### Problem
Below are records; report how many of their lines contain the word "preset", giving only the number.

Saved entries
//! Pin configuration.
//!
//! A port's 16 configuration nibbles are split across two registers: pins 0-7
//! live in CRL and pins 8-15 in CRH, each pin at bit `(pin % 8) * 4`. Changing
//! one pin therefore means a read-modify-write of a register shared with seven
//! other pins. That sequence is not atomic. If more than one context configures
//! pins on the same port, serialize them (`util::port_lock::PortLock`, or
//! `board::configure_pin_critical` on the target).

use crate::config::PinConfig;
use crate::regs::{PortRegisters, Reg};
use crate::PINS_PER_PORT;

/// The pin an unchecked index actually lands on. Indices 0-15 are themselves;
/// anything larger wraps around the pins of the high register.
pub const fn wrap_pin(pin: u8) -> u8 {
    if pin < 8 {
        pin
    } else {
        8 + (pin - 8) % 8
    }
}

/// Finds the configuration register holding `pin`'s nibble, and the nibble's
/// bit offset within it.
pub const fn config_slot(pin: u8) -> (Reg, u32) {
    let pin = wrap_pin(pin);
    if pin < 8 {
        (Reg::Crl, pin as u32 * 4)
    } else {
        (Reg::Crh, (pin as u32 - 8) * 4)
    }
}

/// Sets the configuration of one pin, leaving the other pins sharing its
/// configuration register as they were.
///
/// `pin` must be less than 16. This is not checked; a larger index configures
/// some other pin of the high register (see `wrap_pin`).
pub fn configure_pin(
    regs: &(impl PortRegisters + ?Sized),
    pin: u8,
    conf: PinConfig,
) {
    let (reg, shift) = config_slot(pin);
    let others = regs.read(reg) & !(0xF << shift);
    regs.write(reg, others | conf.bits() << shift);
}

/// Gives every pin of the port the same configuration, pin 0 first.
pub fn configure_all(regs: &(impl PortRegisters + ?Sized), conf: PinConfig) {
    for pin in 0..PINS_PER_PORT {
        configure_pin(regs, pin, conf);
    }
}

/// Reads back the configuration of one pin. `None` means the slot holds the
/// reserved encoding.
pub fn pin_config(
    regs: &(impl PortRegisters + ?Sized),
    pin: u8,
) -> Option<PinConfig> {
    let (reg, shift) = config_slot(pin);
    PinConfig::from_bits((regs.read(reg) >> shift) as u8 & 0xF)
}

#[cfg(test)]
mod tests {
    use super::*;
    use crate::config::{InputStyle, OutputStyle, Speed};
    use crate::sim::{SimPort, CR_RESET};

    const ALL_CONFIGS: [PinConfig; 15] = [
        PinConfig::Input(InputStyle::Analog),
        PinConfig::Input(InputStyle::Floating),
        PinConfig::Input(InputStyle::Pulled),
        PinConfig::Output(Speed::Mhz10, OutputStyle::PushPull),
        PinConfig::Output(Speed::Mhz10, OutputStyle::OpenDrain),
        PinConfig::Output(Speed::Mhz10, OutputStyle::AltPushPull),
        PinConfig::Output(Speed::Mhz10, OutputStyle::AltOpenDrain),
        PinConfig::Output(Speed::Mhz2, OutputStyle::PushPull),
        PinConfig::Output(Speed::Mhz2, OutputStyle::OpenDrain),
        PinConfig::Output(Speed::Mhz2, OutputStyle::AltPushPull),
        PinConfig::Output(Speed::Mhz2, OutputStyle::AltOpenDrain),
        PinConfig::Output(Speed::Mhz50, OutputStyle::PushPull),
        PinConfig::Output(Speed::Mhz50, OutputStyle::OpenDrain),
        PinConfig::Output(Speed::Mhz50, OutputStyle::AltPushPull),
        PinConfig::Output(Speed::Mhz50, OutputStyle::AltOpenDrain),
    ];

    #[test]
    fn slot_selection() {
        for pin in 0..8 {
            assert_eq!(config_slot(pin), (Reg::Crl, pin as u32 * 4));
        }
        for pin in 8..16 {
            assert_eq!(config_slot(pin), (Reg::Crh, (pin as u32 - 8) * 4));
        }
    }

    #[test]
    fn large_indices_wrap_into_the_high_register() {
        for pin in 0..16 {
            assert_eq!(wrap_pin(pin), pin);
        }
        assert_eq!(wrap_pin(16), 8);
        assert_eq!(wrap_pin(23), 15);
        assert_eq!(wrap_pin(255), 15);
        assert_eq!(config_slot(16), (Reg::Crh, 0));
        assert_eq!(config_slot(255), (Reg::Crh, 28));
    }

    #[test]
    fn works_through_a_trait_object() {
        let port = SimPort::new();
        let regs: &dyn PortRegisters = &port;
        configure_pin(regs, 9, PinConfig::LED);
        configure_all(regs, PinConfig::LED);
        assert_eq!(pin_config(regs, 9), Some(PinConfig::LED));
        assert_eq!(port.peek(Reg::Crl), 0x3333_3333);
    }

    #[test]
    fn neighbors_survive_every_configuration() {
        // Background patterns chosen so that every neighbor nibble differs
        // from every value we write.
        for &background in &[0x0000_0000, 0xFFFF_FFFF, 0x5A5A_5A5A, 0x1234_5678] {
            for pin in 0..16 {
                for &conf in ALL_CONFIGS.iter() {
                    let port = SimPort::new();
                    port.preset(Reg::Crl, background);
                    port.preset(Reg::Crh, !background);

                    configure_pin(&port, pin, conf);

                    let (reg, shift) = config_slot(pin);
                    let other = if reg == Reg::Crl { Reg::Crh } else { Reg::Crl };
                    let before = if reg == Reg::Crl { background } else { !background };
                    let mask = !(0xF << shift);
                    assert_eq!(port.peek(reg) & mask, before & mask);
                    assert_eq!((port.peek(reg) >> shift) & 0xF, conf.bits());
                    assert_eq!(port.peek(other), !before);
                }
            }
        }
    }

    #[test]
    fn touches_only_the_selected_register() {
        let port = SimPort::new();
        configure_pin(&port, 3, PinConfig::LED);
        configure_pin(&port, 12, PinConfig::LED);
        assert_eq!(
            port.writes(),
            vec![(Reg::Crl, 0x4444_3444), (Reg::Crh, 0x4443_4444)]
        );
    }

    #[test]
    fn pin_five_reads_back_as_led_output() {
        let port = SimPort::new();
        configure_pin(&port, 5, PinConfig::LED);
        assert_eq!((port.peek(Reg::Crl) >> 20) & 0xF, 0x3);
        assert_eq!(pin_config(&port, 5), Some(PinConfig::LED));
        assert_eq!(pin_config(&port, 4), Some(PinConfig::RESET));
    }

    #[test]
    fn configure_all_fills_both_registers() {
        let port = SimPort::new();
        configure_all(&port, PinConfig::LED);
        assert_eq!(port.peek(Reg::Crl), 0x3333_3333);
        assert_eq!(port.peek(Reg::Crh), 0x3333_3333);

        // One write per pin, in pin order.
        let writes = port.writes();
        assert_eq!(writes.len(), 16);
        assert!(writes[..8].iter().all(|(r, _)| *r == Reg::Crl));
        assert!(writes[8..].iter().all(|(r, _)| *r == Reg::Crh));
        assert_eq!(writes[0], (Reg::Crl, 0x4444_4443));
        assert_eq!(writes[8], (Reg::Crh, 0x4444_4443));
    }

    #[test]
    fn reserved_slot_reads_as_none() {
        let port = SimPort::new();
        port.preset(Reg::Crh, CR_RESET & !(0xF << 8) | (0xC << 8));
        assert_eq!(pin_config(&port, 10), None);
        assert_eq!(pin_config(&port, 11), Some(PinConfig::RESET));
    }
}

### Your solution
3